Sunday, April 5, 2009

MCPS: Democracy's Dark Lagoon

MCPS staff take note. The Baltimore Sun's Inside Ed reporter Sara Neufeld comments on how a 4th Circuit Court of Appeals case, involving a public employee who leaked information to the press, relates to coverage of public school systems.

Neufeld notes, "This case is interesting to me, since I regularly encounter school system employees who won't talk to me or provide me with information for fear of being disciplined." She quotes from the Court of Appeals decision:
...Judge J. Harvie Wilkinson III, who says society actually needs more government insiders to leak information to reporters, particularly in this time of newspaper cutbacks...
The Baltimore Sun article quotes that in the opinion, Wilkinson wrote that "intense scrutiny of the inner workings of massive public bureaucracies charged with major public responsibilities is in deep trouble," and the judge hoped "the complex and powerful machinery of government [will] not become democracy's dark lagoon."

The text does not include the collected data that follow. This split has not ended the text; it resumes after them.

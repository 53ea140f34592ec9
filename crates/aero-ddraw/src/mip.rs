//! Mip-chain traversal over the attachment graph.
//!
//! The declared mip count in a descriptor is only a hint; clients routinely leave it at 1 while
//! attaching a full chain. The walk below is the authoritative level count.

use crate::caps::is_mip_sublevel;
use crate::device::max_mip_levels;
use crate::surface::{SurfaceArena, SurfaceId};

/// Longest chain followed below a top-level surface (16 levels including the top).
pub const MAX_MIP_SUBLEVELS: u32 = 15;

/// Iterator over the mip sublevels attached below a surface, nearest first.
///
/// Restartable: clone it before consuming to walk the chain again.
#[derive(Debug, Clone)]
pub struct MipChain<'a> {
    arena: &'a SurfaceArena,
    top: SurfaceId,
    current: Option<SurfaceId>,
    remaining: u32,
}

impl<'a> MipChain<'a> {
    pub fn new(arena: &'a SurfaceArena, top: SurfaceId) -> Self {
        Self {
            arena,
            top,
            current: Some(top),
            remaining: MAX_MIP_SUBLEVELS,
        }
    }
}

impl Iterator for MipChain<'_> {
    type Item = SurfaceId;

    fn next(&mut self) -> Option<SurfaceId> {
        if self.remaining == 0 {
            return None;
        }
        let parent = self.arena.get(self.current?)?;
        let next = parent
            .attachments
            .iter()
            .map(|a| a.surface)
            .filter(|&id| id != self.top)
            .find(|&id| {
                self.arena
                    .get(id)
                    .is_some_and(|child| is_mip_sublevel(parent.caps_pair(), child.caps_pair()))
            });
        self.current = next;
        if next.is_some() {
            self.remaining -= 1;
        }
        next
    }
}

/// Every level of the chain rooted at `top`, paired with its level index (the top is level 0).
pub fn levels(arena: &SurfaceArena, top: SurfaceId) -> impl Iterator<Item = (u32, SurfaceId)> + '_ {
    std::iter::once(top)
        .chain(MipChain::new(arena, top))
        .zip(0u32..)
        .map(|(id, level)| (level, id))
}

/// Authoritative level count of the chain rooted at `top`, clamped to what its extent allows.
pub fn level_count(arena: &SurfaceArena, top: SurfaceId) -> u32 {
    let Some(surface) = arena.get(top) else {
        return 0;
    };
    let (width, height) = surface.extent();
    let walked = 1 + MipChain::new(arena, top).count() as u32;
    walked.min(max_mip_levels(width, height))
}
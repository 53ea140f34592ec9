//! Legacy pixel-format descriptors and their translation to D3D9-style format enumerants.
//!
//! DirectDraw describes pixel layouts with a `DDPIXELFORMAT`-shaped record (flags, FourCC,
//! bit count, channel masks). The modern device speaks in closed format enumerants, so every
//! surface resolves its descriptor once through [`translate`].

use bitflags::bitflags;

const fn fourcc(tag: &[u8; 4]) -> u32 {
    (tag[0] as u32) | ((tag[1] as u32) << 8) | ((tag[2] as u32) << 16) | ((tag[3] as u32) << 24)
}

pub const FOURCC_DXT1: u32 = fourcc(b"DXT1");
pub const FOURCC_DXT2: u32 = fourcc(b"DXT2");
pub const FOURCC_DXT3: u32 = fourcc(b"DXT3");
pub const FOURCC_DXT4: u32 = fourcc(b"DXT4");
pub const FOURCC_DXT5: u32 = fourcc(b"DXT5");
pub const FOURCC_UYVY: u32 = fourcc(b"UYVY");
pub const FOURCC_YUY2: u32 = fourcc(b"YUY2");

/// Format used when neither the descriptor, the display mode nor the swap chain can supply one.
pub const FALLBACK_FORMAT: D3DFormat = D3DFormat::X8R8G8B8;

/// Depth format used when a depth surface carries no usable depth descriptor.
pub const FALLBACK_DEPTH_FORMAT: D3DFormat = D3DFormat::D16;

#[derive(Debug, Clone, Copy, PartialEq, Eq, Hash)]
#[repr(u32)]
pub enum D3DFormat {
    Unknown = 0,
    R8G8B8 = 20,
    A8R8G8B8 = 21,
    X8R8G8B8 = 22,
    R5G6B5 = 23,
    X1R5G5B5 = 24,
    A1R5G5B5 = 25,
    A4R4G4B4 = 26,
    R3G3B2 = 27,
    A8 = 28,
    X4R4G4B4 = 30,
    A8B8G8R8 = 32,
    X8B8G8R8 = 33,
    P8 = 41,
    L8 = 50,
    A8L8 = 51,
    A4L4 = 52,
    V8U8 = 60,
    L6V5U5 = 61,
    X8L8V8U8 = 62,
    D16Lockable = 70,
    D32 = 71,
    D15S1 = 73,
    D24S8 = 75,
    D24X8 = 77,
    D24X4S4 = 79,
    D16 = 80,
    Uyvy = FOURCC_UYVY,
    Yuy2 = FOURCC_YUY2,
    Dxt1 = FOURCC_DXT1,
    Dxt2 = FOURCC_DXT2,
    Dxt3 = FOURCC_DXT3,
    Dxt4 = FOURCC_DXT4,
    Dxt5 = FOURCC_DXT5,
}

impl D3DFormat {
    pub fn bits_per_pixel(self) -> u32 {
        match self {
            Self::Unknown => 0,
            Self::Dxt1 => 4,
            Self::Dxt2 | Self::Dxt3 | Self::Dxt4 | Self::Dxt5 => 8,
            Self::R3G3B2 | Self::A8 | Self::P8 | Self::L8 | Self::A4L4 => 8,
            Self::R5G6B5
            | Self::X1R5G5B5
            | Self::A1R5G5B5
            | Self::A4R4G4B4
            | Self::X4R4G4B4
            | Self::A8L8
            | Self::V8U8
            | Self::L6V5U5
            | Self::D16Lockable
            | Self::D15S1
            | Self::D16
            | Self::Uyvy
            | Self::Yuy2 => 16,
            Self::R8G8B8 => 24,
            Self::A8R8G8B8
            | Self::X8R8G8B8
            | Self::A8B8G8R8
            | Self::X8B8G8R8
            | Self::X8L8V8U8
            | Self::D32
            | Self::D24S8
            | Self::D24X8
            | Self::D24X4S4 => 32,
        }
    }

    pub fn is_block_compressed(self) -> bool {
        self.block_bytes().is_some()
    }

    /// Bytes per 4x4 block for BC formats.
    pub fn block_bytes(self) -> Option<u32> {
        match self {
            Self::Dxt1 => Some(8),
            Self::Dxt2 | Self::Dxt3 | Self::Dxt4 | Self::Dxt5 => Some(16),
            _ => None,
        }
    }

    pub fn is_depth(self) -> bool {
        matches!(
            self,
            Self::D16Lockable
                | Self::D32
                | Self::D15S1
                | Self::D24S8
                | Self::D24X8
                | Self::D24X4S4
                | Self::D16
        )
    }

    pub fn has_stencil(self) -> bool {
        matches!(self, Self::D15S1 | Self::D24S8 | Self::D24X4S4)
    }

    pub fn has_alpha(self) -> bool {
        matches!(
            self,
            Self::A8R8G8B8
                | Self::A8B8G8R8
                | Self::A1R5G5B5
                | Self::A4R4G4B4
                | Self::A8
                | Self::A8L8
                | Self::A4L4
                | Self::Dxt1
                | Self::Dxt2
                | Self::Dxt3
                | Self::Dxt4
                | Self::Dxt5
        )
    }

    /// Tightly packed bytes per row (per block row for BC formats). `None` when the row does
    /// not fit in a `u32`.
    pub fn checked_row_bytes(self, width: u32) -> Option<u32> {
        match self.block_bytes() {
            Some(block) => width.div_ceil(4).max(1).checked_mul(block),
            None => {
                let bits = u64::from(width) * u64::from(self.bits_per_pixel());
                u32::try_from(bits.div_ceil(8)).ok()
            }
        }
    }

    /// [`Self::checked_row_bytes`] for extents already validated at surface creation.
    /// Saturates instead of wrapping.
    pub fn row_bytes(self, width: u32) -> u32 {
        self.checked_row_bytes(width).unwrap_or(u32::MAX)
    }

    /// Number of rows (block rows for BC formats) covering `height` pixels.
    pub fn row_count(self, height: u32) -> u32 {
        if self.is_block_compressed() {
            height.div_ceil(4).max(1)
        } else {
            height
        }
    }

    pub fn from_u32(raw: u32) -> Option<Self> {
        Some(match raw {
            0 => Self::Unknown,
            20 => Self::R8G8B8,
            21 => Self::A8R8G8B8,
            22 => Self::X8R8G8B8,
            23 => Self::R5G6B5,
            24 => Self::X1R5G5B5,
            25 => Self::A1R5G5B5,
            26 => Self::A4R4G4B4,
            27 => Self::R3G3B2,
            28 => Self::A8,
            30 => Self::X4R4G4B4,
            32 => Self::A8B8G8R8,
            33 => Self::X8B8G8R8,
            41 => Self::P8,
            50 => Self::L8,
            51 => Self::A8L8,
            52 => Self::A4L4,
            60 => Self::V8U8,
            61 => Self::L6V5U5,
            62 => Self::X8L8V8U8,
            70 => Self::D16Lockable,
            71 => Self::D32,
            73 => Self::D15S1,
            75 => Self::D24S8,
            77 => Self::D24X8,
            79 => Self::D24X4S4,
            80 => Self::D16,
            FOURCC_UYVY => Self::Uyvy,
            FOURCC_YUY2 => Self::Yuy2,
            FOURCC_DXT1 => Self::Dxt1,
            FOURCC_DXT2 => Self::Dxt2,
            FOURCC_DXT3 => Self::Dxt3,
            FOURCC_DXT4 => Self::Dxt4,
            FOURCC_DXT5 => Self::Dxt5,
            _ => return None,
        })
    }
}

bitflags! {
    /// `DDPF_*` flags.
    #[derive(Debug, Clone, Copy, PartialEq, Eq, Hash, Default)]
    pub struct PixelFormatFlags: u32 {
        const ALPHAPIXELS = 0x0000_0001;
        const ALPHA = 0x0000_0002;
        const FOURCC = 0x0000_0004;
        const PALETTEINDEXED8 = 0x0000_0020;
        const RGB = 0x0000_0040;
        const ZBUFFER = 0x0000_0400;
        const STENCILBUFFER = 0x0000_4000;
        const LUMINANCE = 0x0002_0000;
        const BUMPLUMINANCE = 0x0004_0000;
        const BUMPDUDV = 0x0008_0000;
    }
}

/// Typed view of a legacy pixel-format record.
///
/// The legacy record overlays the RGB masks with depth/stencil fields; this struct keeps them
/// apart. `bit_count` is the RGB bit count, or the z-buffer bit depth for depth formats.
#[derive(Debug, Clone, Copy, PartialEq, Eq, Hash, Default)]
pub struct PixelFormat {
    pub flags: PixelFormatFlags,
    pub fourcc: u32,
    pub bit_count: u32,
    pub red_mask: u32,
    pub green_mask: u32,
    pub blue_mask: u32,
    pub alpha_mask: u32,
    pub z_mask: u32,
    pub stencil_bit_depth: u32,
}

impl PixelFormat {
    pub fn rgb(bit_count: u32, red: u32, green: u32, blue: u32, alpha: u32) -> Self {
        let mut flags = PixelFormatFlags::RGB;
        if alpha != 0 {
            flags |= PixelFormatFlags::ALPHAPIXELS;
        }
        Self {
            flags,
            bit_count,
            red_mask: red,
            green_mask: green,
            blue_mask: blue,
            alpha_mask: alpha,
            ..Self::default()
        }
    }

    pub fn fourcc(code: u32) -> Self {
        Self {
            flags: PixelFormatFlags::FOURCC,
            fourcc: code,
            ..Self::default()
        }
    }

    pub fn depth(bit_count: u32, z_mask: u32, stencil_bit_depth: u32) -> Self {
        let mut flags = PixelFormatFlags::ZBUFFER;
        if stencil_bit_depth != 0 {
            flags |= PixelFormatFlags::STENCILBUFFER;
        }
        Self {
            flags,
            bit_count,
            z_mask,
            stencil_bit_depth,
            ..Self::default()
        }
    }

    pub fn palette8() -> Self {
        Self {
            flags: PixelFormatFlags::PALETTEINDEXED8 | PixelFormatFlags::RGB,
            bit_count: 8,
            ..Self::default()
        }
    }

    pub fn luminance(bit_count: u32, luminance_mask: u32, alpha_mask: u32) -> Self {
        let mut flags = PixelFormatFlags::LUMINANCE;
        if alpha_mask != 0 {
            flags |= PixelFormatFlags::ALPHAPIXELS;
        }
        Self {
            flags,
            bit_count,
            red_mask: luminance_mask,
            alpha_mask,
            ..Self::default()
        }
    }
}

/// Maps a legacy pixel-format record onto a format enumerant.
///
/// Returns `None` when the layout has no modern equivalent; callers fall back per
/// [`FALLBACK_FORMAT`] / the active back buffer.
pub fn translate(pf: &PixelFormat) -> Option<D3DFormat> {
    let flags = pf.flags;

    if flags.contains(PixelFormatFlags::FOURCC) {
        return match D3DFormat::from_u32(pf.fourcc)? {
            f @ (D3DFormat::Dxt1
            | D3DFormat::Dxt2
            | D3DFormat::Dxt3
            | D3DFormat::Dxt4
            | D3DFormat::Dxt5
            | D3DFormat::Uyvy
            | D3DFormat::Yuy2) => Some(f),
            _ => None,
        };
    }

    if flags.contains(PixelFormatFlags::ZBUFFER) {
        return match (pf.bit_count, pf.stencil_bit_depth) {
            (16, 0) => Some(D3DFormat::D16),
            (15 | 16, 1) => Some(D3DFormat::D15S1),
            (24, 0) => Some(D3DFormat::D24X8),
            (32, 8) => Some(D3DFormat::D24S8),
            (32, 4) => Some(D3DFormat::D24X4S4),
            (32, 0) if pf.z_mask == 0xFFFF_FFFF => Some(D3DFormat::D32),
            (32, 0) => Some(D3DFormat::D24X8),
            _ => None,
        };
    }

    if flags.contains(PixelFormatFlags::PALETTEINDEXED8) {
        return Some(D3DFormat::P8);
    }

    let has_alpha = flags.contains(PixelFormatFlags::ALPHAPIXELS) && pf.alpha_mask != 0;

    if flags.contains(PixelFormatFlags::LUMINANCE) {
        return match (pf.bit_count, has_alpha) {
            (8, false) => Some(D3DFormat::L8),
            (8, true) => Some(D3DFormat::A4L4),
            (16, true) => Some(D3DFormat::A8L8),
            _ => None,
        };
    }

    if flags.contains(PixelFormatFlags::BUMPDUDV) {
        let luminance = flags.contains(PixelFormatFlags::BUMPLUMINANCE);
        return match (pf.bit_count, luminance) {
            (16, false) => Some(D3DFormat::V8U8),
            (16, true) => Some(D3DFormat::L6V5U5),
            (32, true) => Some(D3DFormat::X8L8V8U8),
            _ => None,
        };
    }

    if flags.contains(PixelFormatFlags::ALPHA) && !flags.contains(PixelFormatFlags::RGB) {
        return (pf.bit_count == 8).then_some(D3DFormat::A8);
    }

    if !flags.contains(PixelFormatFlags::RGB) {
        return None;
    }

    match (pf.bit_count, pf.red_mask) {
        (32, 0x00FF_0000) if has_alpha => Some(D3DFormat::A8R8G8B8),
        (32, 0x00FF_0000) => Some(D3DFormat::X8R8G8B8),
        (32, 0x0000_00FF) if has_alpha => Some(D3DFormat::A8B8G8R8),
        (32, 0x0000_00FF) => Some(D3DFormat::X8B8G8R8),
        (24, 0x00FF_0000) => Some(D3DFormat::R8G8B8),
        (16, 0xF800) => Some(D3DFormat::R5G6B5),
        (16, 0x7C00) if has_alpha => Some(D3DFormat::A1R5G5B5),
        (16, 0x7C00) => Some(D3DFormat::X1R5G5B5),
        (16, 0x0F00) if has_alpha => Some(D3DFormat::A4R4G4B4),
        (16, 0x0F00) => Some(D3DFormat::X4R4G4B4),
        (8, 0xE0) => Some(D3DFormat::R3G3B2),
        _ => None,
    }
}

/// Inverse of [`translate`], used to fill descriptors that were created without a pixel format.
pub fn pixel_format(format: D3DFormat) -> Option<PixelFormat> {
    Some(match format {
        D3DFormat::Unknown => return None,
        D3DFormat::R8G8B8 => PixelFormat::rgb(24, 0xFF_0000, 0x00_FF00, 0x00_00FF, 0),
        D3DFormat::A8R8G8B8 => {
            PixelFormat::rgb(32, 0x00FF_0000, 0x0000_FF00, 0x0000_00FF, 0xFF00_0000)
        }
        D3DFormat::X8R8G8B8 => PixelFormat::rgb(32, 0x00FF_0000, 0x0000_FF00, 0x0000_00FF, 0),
        D3DFormat::A8B8G8R8 => {
            PixelFormat::rgb(32, 0x0000_00FF, 0x0000_FF00, 0x00FF_0000, 0xFF00_0000)
        }
        D3DFormat::X8B8G8R8 => PixelFormat::rgb(32, 0x0000_00FF, 0x0000_FF00, 0x00FF_0000, 0),
        D3DFormat::R5G6B5 => PixelFormat::rgb(16, 0xF800, 0x07E0, 0x001F, 0),
        D3DFormat::X1R5G5B5 => PixelFormat::rgb(16, 0x7C00, 0x03E0, 0x001F, 0),
        D3DFormat::A1R5G5B5 => PixelFormat::rgb(16, 0x7C00, 0x03E0, 0x001F, 0x8000),
        D3DFormat::A4R4G4B4 => PixelFormat::rgb(16, 0x0F00, 0x00F0, 0x000F, 0xF000),
        D3DFormat::X4R4G4B4 => PixelFormat::rgb(16, 0x0F00, 0x00F0, 0x000F, 0),
        D3DFormat::R3G3B2 => PixelFormat::rgb(8, 0xE0, 0x1C, 0x03, 0),
        D3DFormat::A8 => PixelFormat {
            flags: PixelFormatFlags::ALPHA,
            bit_count: 8,
            alpha_mask: 0xFF,
            ..PixelFormat::default()
        },
        D3DFormat::P8 => PixelFormat::palette8(),
        D3DFormat::L8 => PixelFormat::luminance(8, 0xFF, 0),
        D3DFormat::A4L4 => PixelFormat::luminance(8, 0x0F, 0xF0),
        D3DFormat::A8L8 => PixelFormat::luminance(16, 0x00FF, 0xFF00),
        D3DFormat::V8U8 => PixelFormat {
            flags: PixelFormatFlags::BUMPDUDV,
            bit_count: 16,
            ..PixelFormat::default()
        },
        D3DFormat::L6V5U5 => PixelFormat {
            flags: PixelFormatFlags::BUMPDUDV | PixelFormatFlags::BUMPLUMINANCE,
            bit_count: 16,
            ..PixelFormat::default()
        },
        D3DFormat::X8L8V8U8 => PixelFormat {
            flags: PixelFormatFlags::BUMPDUDV | PixelFormatFlags::BUMPLUMINANCE,
            bit_count: 32,
            ..PixelFormat::default()
        },
        D3DFormat::D16 | D3DFormat::D16Lockable => PixelFormat::depth(16, 0xFFFF, 0),
        D3DFormat::D15S1 => PixelFormat::depth(16, 0x7FFF, 1),
        D3DFormat::D24X8 => PixelFormat::depth(32, 0x00FF_FFFF, 0),
        D3DFormat::D24S8 => PixelFormat::depth(32, 0x00FF_FFFF, 8),
        D3DFormat::D24X4S4 => PixelFormat::depth(32, 0x00FF_FFFF, 4),
        D3DFormat::D32 => PixelFormat::depth(32, 0xFFFF_FFFF, 0),
        D3DFormat::Uyvy => PixelFormat::fourcc(FOURCC_UYVY),
        D3DFormat::Yuy2 => PixelFormat::fourcc(FOURCC_YUY2),
        D3DFormat::Dxt1 => PixelFormat::fourcc(FOURCC_DXT1),
        D3DFormat::Dxt2 => PixelFormat::fourcc(FOURCC_DXT2),
        D3DFormat::Dxt3 => PixelFormat::fourcc(FOURCC_DXT3),
        D3DFormat::Dxt4 => PixelFormat::fourcc(FOURCC_DXT4),
        D3DFormat::Dxt5 => PixelFormat::fourcc(FOURCC_DXT5),
    })
}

What's an example of a massive public bureaucracy? The Montgomery County Public School system.

Wanted: MCPS insider's to leak information to the press or blogs. No application required. All information welcome.

Monday, March 2, 2009

Half-truths, obfuscations and apparent deceit

Below is a link to an excellent opinion article in the Washington Post about the value of newspaper reporters in keeping public information PUBLIC.
The exact same article could be written about Montgomery County Public Schools where Maryland Public Information Act requests are ignored or can take at least 30 days for a first response.
The MCPS Board of Education and Superintendent Weast are currently billing themselves to Annapolis Senators, Delegates and the Montgomery County Council as "open, transparent, and accountable". However, procurement information is still a mystery for approximately 700 interactive white boards (may be Promethean boards, but who knows).
The existence of a $3.3 million annual payment, 4 year lease for 2,600 Promethean Boards was only made public 60 days after a Maryland Public Information Act request by a parent.
Absent in Montgomery County, as also noted in the Baltimore article, are reporters able to do any in depth investigative reporting.

In Baltimore, no one left to Press the Police
By David Simon
Sunday, March 1, 2009; Page B01

...desk sergeants who believed that they had a right to arrest and detain citizens without reporting it and, of course, homicide detectives and patrolmen who, when it suited them, argued convincingly that to provide the basic details of any incident might lead to the escape of some heinous felon....

...And then I would stand, secretly delighted, as yet another police officer learned not only the fundamentals of Maryland's public information law, but the fact that as custodian of public records, he needed to kick out the face sheet of any incident report and open his arrest log to immediate inspection. There are civil penalties for refusing to do so, the judge would assure him. And as chief judge of the District Court, he would declare, I may well invoke said penalties if you go further down this path.
Delays of even 24 hours? Nope, not acceptable. Requiring written notification from the newspaper? No, the judge would explain. Even ordinary citizens have a right to those reports. And woe to any fool who tried to suggest to His Honor that he would need a 30-day state Public Information Act request for something as basic as a face sheet or an arrest log.

"What do you need the thirty days for?" the judge once asked a police spokesman on speakerphone.

"We may need to redact sensitive information," the spokesman offered.

"You can't redact anything. Do you hear me? Everything in an initial incident report is public. If the report has been filed by the officer, then give it to the reporter tonight or face contempt charges tomorrow."...

Half-truths, obfuscations and apparent deceit -- these are the wages of a world in which newspapers, their staffs eviscerated, no longer battle at the frontiers of public information....

So I tried to explain the Maryland statutes to the shift commander, but so long had it been since a reporter had demanded a public document that he stared at me as if I were an emissary from some lost and utterly alien world.